Graham R. Hellestrand

CEO & President
Vast Systems Technology Corp.

 
Graham R. Hellestrand (M) is President, CEO, and a founder of Vast Systems Technology Corp., Sunnyvale, CA, which specializes in tools for making and marketing real-time, embedded silicon systems. VaST has offices and distributors in USA, Japan, Europe, Korea and Australia, and numbers three of the top five semiconductor vendors in the world as clients.

He was a full Professor of Computer Science and Electrical Engineering at the University of New South Wales, Sydney, Australia 1989-1997. During 1997-98 he served as Vice President for Asia-Pacific for the IEEE Circuits and Systems Society, and was a member of its Board of Governors from 1994 to 1998. He was Chairman of the International Steering Committee of the Asia-Pacific Conference on Circuits and Systems 1997-1998 and was General Chair of the inaugural meeting of this bi-annual conference series held in Sydney in 1992. He has published in excess of 100 refereed conference and journal papers.
 

The talk topic is:

The Bloody Revolution in Systems Engineering
 


Abstract

 
The process of engineering real-time, embedded systems on a chip, apart from transforming the way the world operates, will transform relationships among the hardware, software, and mechanical designers who make the revolutionary products such as 3G cell phones, PDAs, automotive electronics, games, and telecommunications equipment.

The engineering of real-time, embedded systems is not a quiet backwater but a tumult political and economic realignment and foment. And like any revolution-in-progress it is the harbinger of great and unpredictable change bringing with it huge opportunities hand-in-hand with equally impressive threats. The 30 years of hardware dominance in silicon electronic engineering is being torn apart by the recognition that the complexity of modern systems is determined by its multifunctionality, adaptability and flexibility - attributes that, in an economic sense, are best realized in software.

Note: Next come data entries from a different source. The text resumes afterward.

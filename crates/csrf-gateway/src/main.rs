use std::path::PathBuf;
use std::sync::Arc;

use clap::Parser;
use csrf_gateway::configuration::GatewayConfig;
use csrf_gateway::metric::Metrics;
use csrf_gateway::server::Server;
use pingora::server::configuration::Opt;

#[derive(Parser, Debug)]
#[command(name = "csrf-gateway", long_about = None)]
struct Args {
    /// Gateway settings (upstream, cookie, exempt paths)
    #[arg(long, default_value = "gateway.yaml")]
    gateway: PathBuf,

    #[command(flatten)]
    server: Opt,
}

fn main() {
    // Enable basic logging; set RUST_LOG=info for visibility.
    env_logger::init();

    let args = Args::parse();

    let config = GatewayConfig::load(&args.gateway).expect("Failed to load gateway config");

    let mut server = Server::new(Some(args.server)).expect("Failed to create server");

    server
        .bootstrap(config, Arc::new(Metrics::default()))
        .expect("Failed to bootstrap server");

    server.run_forever();
}
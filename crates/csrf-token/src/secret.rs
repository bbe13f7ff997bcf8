//! Secret generation.

use std::fmt;

use rand::RngCore;
use rand::rngs::OsRng;
use zeroize::{Zeroize, ZeroizeOnDrop, Zeroizing};

use crate::error::{CsrfError, Result};

/// Number of random bytes in a secret.
pub const SECRET_LEN: usize = 32;

/// The plaintext token given to the page.
///
/// Only ever exists in transit and in client memory. The server keeps its digest.
#[derive(Clone, PartialEq, Eq, Zeroize, ZeroizeOnDrop)]
pub struct SecretToken(String);

impl SecretToken {
    /// The token as lowercase hex.
    pub fn as_str(&self) -> &str {
        &self.0
    }
}

impl AsRef<str> for SecretToken {
    fn as_ref(&self) -> &str {
        &self.0
    }
}

// Keep secrets out of logs and panic messages.
impl fmt::Debug for SecretToken {
    fn fmt(&self, f: &mut fmt::Formatter<'_>) -> fmt::Result {
        f.write_str("SecretToken(..)")
    }
}

/// Generate a new secret token.
///
/// Draws [`SECRET_LEN`] bytes straight from the operating system and encodes them as
/// lowercase hex. Errors out if the OS source is unavailable; there is no fallback.
pub fn generate_secret() -> Result<SecretToken> {
    let mut bytes = Zeroizing::new([0u8; SECRET_LEN]);
    OsRng
        .try_fill_bytes(&mut *bytes)
        .map_err(|e| CsrfError::Randomness(e.to_string()))?;

    Ok(SecretToken(hex::encode(&*bytes)))
}

#[cfg(test)]
mod tests {
    use super::*;

    #[test]
    fn test_secret_format() {
        let secret = generate_secret().unwrap();
        assert_eq!(secret.as_str().len(), SECRET_LEN * 2);
        assert!(
            secret
                .as_str()
                .chars()
                .all(|c| c.is_ascii_digit() || ('a'..='f').contains(&c))
        );
    }

    #[test]
    fn test_secrets_unique() {
        let secret1 = generate_secret().unwrap();
        let secret2 = generate_secret().unwrap();
        assert_ne!(secret1, secret2);
    }

    #[test]
    fn test_debug_redacts_value() {
        let secret = generate_secret().unwrap();
        let printed = format!("{secret:?}");
        assert!(!printed.contains(secret.as_str()));
    }
}
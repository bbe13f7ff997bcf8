//! Cookie binding for token digests.
//!
//! The digest lives only in the client's cookie jar. Issuing overwrites the previous
//! binding, clearing removes it, and an expired cookie is simply never sent back.

use cookie::time::Duration;
use cookie::{Cookie, SameSite};
use http::{HeaderMap, HeaderValue, header};

use crate::config::CookieConfig;
use crate::hash::TokenDigest;

/// A `Set-Cookie` instruction for the response.
#[derive(Debug, Clone)]
pub struct CookieDirective {
    cookie: Cookie<'static>,
}

impl CookieDirective {
    /// The directive rendered as a `Set-Cookie` header value.
    pub fn header_value(&self) -> String {
        self.cookie.to_string()
    }

    /// Same as [`header_value`](Self::header_value), ready to insert into a header map.
    pub fn to_header(&self) -> Option<HeaderValue> {
        HeaderValue::from_str(&self.header_value()).ok()
    }

    pub fn cookie(&self) -> &Cookie<'static> {
        &self.cookie
    }
}

/// Issues, reads and clears the digest cookie.
#[derive(Debug, Clone)]
pub struct TokenStore {
    config: CookieConfig,
}

impl TokenStore {
    pub fn new(config: CookieConfig) -> Self {
        Self { config }
    }

    pub fn config(&self) -> &CookieConfig {
        &self.config
    }

    /// Bind `digest` to the client, replacing any previous binding.
    pub fn issue(&self, digest: &TokenDigest) -> CookieDirective {
        let cookie = self
            .base(digest.as_str().to_string())
            .max_age(Duration::seconds(i64::from(self.config.max_age_secs)))
            .build();

        CookieDirective { cookie }
    }

    /// Remove the binding (logout, or a refresh from scratch).
    pub fn clear(&self) -> CookieDirective {
        let mut cookie = self.base(String::new()).build();
        cookie.make_removal();

        CookieDirective { cookie }
    }

    /// Read the bound digest from the request's `Cookie` headers.
    pub fn read(&self, headers: &HeaderMap) -> Option<TokenDigest> {
        let cookies = headers
            .get_all(header::COOKIE)
            .into_iter()
            .filter_map(|value| value.to_str().ok())
            .flat_map(Cookie::split_parse);

        for cookie in cookies {
            let cookie = match cookie {
                Ok(cookie) => cookie,
                Err(error) => {
                    log::debug!("failed to parse cookie: {error}");
                    continue;
                }
            };

            if cookie.name() == self.config.name {
                let value = cookie.value_trimmed();
                if value.is_empty() {
                    return None;
                }
                return Some(TokenDigest::from_cookie_value(value));
            }
        }

        None
    }

    fn base(&self, value: String) -> cookie::CookieBuilder<'static> {
        Cookie::build((self.config.name.clone(), value))
            .http_only(true)
            .secure(self.config.secure)
            .same_site(SameSite::Lax)
            .path("/")
    }
}
use std::fmt;

use reqwest::header::{HeaderName, HeaderValue};
use reqwest::{Client, Method, RequestBuilder, Response, StatusCode};
use serde::Deserialize;
use tokio::sync::Mutex;
use zeroize::{Zeroize, ZeroizeOnDrop};

use crate::error::{ClientError, Result};

#[derive(Debug, Clone)]
pub struct ProviderConfig {
    /// Absolute URL of the issuance endpoint.
    pub issue_url: String,
    /// Refresh-and-retry rounds after a `403` before giving up.
    pub max_retries: u32,
}

impl ProviderConfig {
    pub fn new(issue_url: impl Into<String>) -> Self {
        Self {
            issue_url: issue_url.into(),
            max_retries: 1,
        }
    }

    pub fn with_max_retries(mut self, max_retries: u32) -> Self {
        self.max_retries = max_retries;
        self
    }
}

/// Wire shape of the issuance response.
#[derive(Deserialize, Zeroize, ZeroizeOnDrop)]
struct IssueResponse {
    token: String,
    #[serde(rename = "headerName")]
    header_name: String,
}

/// A token ready to be attached to requests.
#[derive(Clone, PartialEq, Eq)]
pub struct IssuedToken {
    header_name: HeaderName,
    value: HeaderValue,
}

impl IssuedToken {
    fn from_response(response: &IssueResponse) -> Result<Self> {
        if response.token.is_empty() {
            return Err(ClientError::MalformedIssuance("empty token".into()));
        }
        if !response.token.is_ascii() {
            return Err(ClientError::InvalidHeader("token is not ASCII".into()));
        }

        let header_name = HeaderName::from_bytes(response.header_name.as_bytes())
            .map_err(|e| ClientError::InvalidHeader(format!("{}: {e}", response.header_name)))?;
        let mut value = HeaderValue::from_str(&response.token)
            .map_err(|e| ClientError::InvalidHeader(e.to_string()))?;
        value.set_sensitive(true);

        Ok(Self { header_name, value })
    }

    pub fn header_name(&self) -> &HeaderName {
        &self.header_name
    }

    pub fn token(&self) -> &str {
        self.value.to_str().unwrap_or_default()
    }

    /// Add `<headerName>: <token>` to a request.
    pub fn apply(&self, request: RequestBuilder) -> RequestBuilder {
        request.header(self.header_name.clone(), self.value.clone())
    }
}

impl fmt::Debug for IssuedToken {
    fn fmt(&self, f: &mut fmt::Formatter<'_>) -> fmt::Result {
        f.debug_struct("IssuedToken")
            .field("header_name", &self.header_name)
            .field("value", &"[REDACTED]")
            .finish()
    }
}

/// Fetches, caches and attaches the anti-forgery token.
///
/// All cache access goes through one async mutex, so concurrent first use
/// and concurrent rejections each cost a single issuance call.
pub struct TokenProvider {
    http: Client,
    config: ProviderConfig,
    cache: Mutex<Option<IssuedToken>>,
}

impl TokenProvider {
    /// A provider with its own cookie-storing client, so the binding cookie
    /// set at issuance is sent back on later requests.
    pub fn new(config: ProviderConfig) -> Result<Self> {
        let http = Client::builder().cookie_store(true).build()?;
        Ok(Self::with_client(http, config))
    }

    /// Use an existing client. It must keep cookies for the exchange to work.
    pub fn with_client(http: Client, config: ProviderConfig) -> Self {
        Self {
            http,
            config,
            cache: Mutex::new(None),
        }
    }

    pub fn client(&self) -> &Client {
        &self.http
    }

    /// The cached token, fetched on first use.
    pub async fn token(&self) -> Result<IssuedToken> {
        let mut cache = self.cache.lock().await;
        if let Some(token) = cache.as_ref() {
            return Ok(token.clone());
        }

        let token = self.fetch().await?;
        *cache = Some(token.clone());
        Ok(token)
    }

    /// Force a new issuance and replace the cache.
    pub async fn refresh(&self) -> Result<IssuedToken> {
        let mut cache = self.cache.lock().await;
        let token = self.fetch().await?;
        *cache = Some(token.clone());
        Ok(token)
    }

    /// Re-issue only if `stale` is still cached; otherwise another caller already did.
    async fn refresh_stale(&self, stale: &IssuedToken) -> Result<IssuedToken> {
        let mut cache = self.cache.lock().await;
        if let Some(current) = cache.as_ref() {
            if current != stale {
                return Ok(current.clone());
            }
        }

        let token = self.fetch().await?;
        *cache = Some(token.clone());
        Ok(token)
    }

    /// Forget the cached token, e.g. on login or logout.
    pub async fn clear(&self) {
        self.cache.lock().await.take();
    }

    /// Attach the current token to a request.
    pub async fn attach(&self, request: RequestBuilder) -> Result<RequestBuilder> {
        Ok(self.token().await?.apply(request))
    }

    /// Send a request, attaching the token for state-changing methods.
    ///
    /// `build` is invoked once per attempt to set the body and extra headers.
    /// A `403` on a tokened request refreshes the token and retries up to
    /// `max_retries` times before returning [`ClientError::Rejected`].
    pub async fn send<F>(&self, method: Method, url: &str, build: F) -> Result<Response>
    where
        F: Fn(RequestBuilder) -> RequestBuilder,
    {
        let mut token = if method.is_safe() {
            None
        } else {
            Some(self.token().await?)
        };
        let mut attempt = 0;

        loop {
            let mut request = build(self.http.request(method.clone(), url));
            if let Some(token) = &token {
                request = token.apply(request);
            }

            let response = request.send().await?;
            if response.status() != StatusCode::FORBIDDEN {
                return Ok(response);
            }
            let Some(stale) = token.take() else {
                return Ok(response);
            };

            if attempt >= self.config.max_retries {
                return Err(Self::rejected(response).await);
            }
            attempt += 1;
            log::debug!("{method} {url} rejected, refreshing token (attempt {attempt})");
            token = Some(self.refresh_stale(&stale).await?);
        }
    }

    async fn fetch(&self) -> Result<IssuedToken> {
        let response = self
            .http
            .get(&self.config.issue_url)
            .send()
            .await?
            .error_for_status()?;
        let body = response.bytes().await?;
        let issued: IssueResponse = serde_json::from_slice(&body)
            .map_err(|e| ClientError::MalformedIssuance(e.to_string()))?;

        let token = IssuedToken::from_response(&issued)?;
        log::debug!("fetched csrf token from {}", self.config.issue_url);
        Ok(token)
    }

    async fn rejected(response: Response) -> ClientError {
        let status = response.status();
        let message = response
            .json::<serde_json::Value>()
            .await
            .ok()
            .and_then(|body| body.get("message")?.as_str().map(str::to_owned))
            .unwrap_or_else(|| status.canonical_reason().unwrap_or_default().to_owned());
        ClientError::Rejected { status, message }
    }
}

#[cfg(test)]
mod tests {
    use super::*;

    fn response(token: &str, header_name: &str) -> IssueResponse {
        IssueResponse {
            token: token.to_string(),
            header_name: header_name.to_string(),
        }
    }

    #[test]
    fn issued_token_from_valid_response() {
        let token = IssuedToken::from_response(&response("abc123", "x-csrf-token")).unwrap();
        assert_eq!(token.header_name().as_str(), "x-csrf-token");
        assert_eq!(token.token(), "abc123");
        assert!(!format!("{token:?}").contains("abc123"));
    }

    #[test]
    fn rejects_empty_token() {
        let result = IssuedToken::from_response(&response("", "x-csrf-token"));
        assert!(matches!(result, Err(ClientError::MalformedIssuance(_))));
    }

    #[test]
    fn rejects_unusable_header() {
        let result = IssuedToken::from_response(&response("abc", "x csrf"));
        assert!(matches!(result, Err(ClientError::InvalidHeader(_))));

        let result = IssuedToken::from_response(&response("abc\n", "x-csrf-token"));
        assert!(matches!(result, Err(ClientError::InvalidHeader(_))));

        let result = IssuedToken::from_response(&response("jeton-é", "x-csrf-token"));
        assert!(matches!(result, Err(ClientError::InvalidHeader(_))));
    }

    #[test]
    fn default_config_retries_once() {
        let config = ProviderConfig::new("http://localhost/api/csrf-token");
        assert_eq!(config.max_retries, 1);
        assert_eq!(config.with_max_retries(3).max_retries, 3);
    }
}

The genesis of this revolution has been the stunning success of the silicon engineers, which ironically has carried with it the seeds of its own diminishment, at least for the half-turn of the next political-technological cycle. As silicon technology marches through 0.18 µm minimum feature sizes to 0.15 µm to 0.13 µm in the next couple of years, and then to sub 0.10 µm, the number of transistors on a chip will approach, then exceed, 1000 million. The majority of these transistors will be consumed as on-chip memory devices. Memory is most useful in programmed devices, and with processors executing several billion instructions per second when implemented in 0.1 µm silicon technology, programmed devices, such as embedded processors, will progressively phase out many special purpose hardware devices.

The trials and tribulations of the industry are evident as hardware, software, and systems engineering are merged to develop the next generation of SoCs. Traditional bottom-up methodologies that have served the semiconductor industry in the past cannot support the development of future generations of complex devices, even though they may be physically realizable. Systems engineering methodologies must be adapted and used to successfully design, model, verify, and integrate hardware, software, and mechanical systems prior to fabrication. Real-time, embedded silicon systems engineering tools to support the specification, design, modeling, and verification of complex hardware-software systems will enable the design of these sophisticated devices.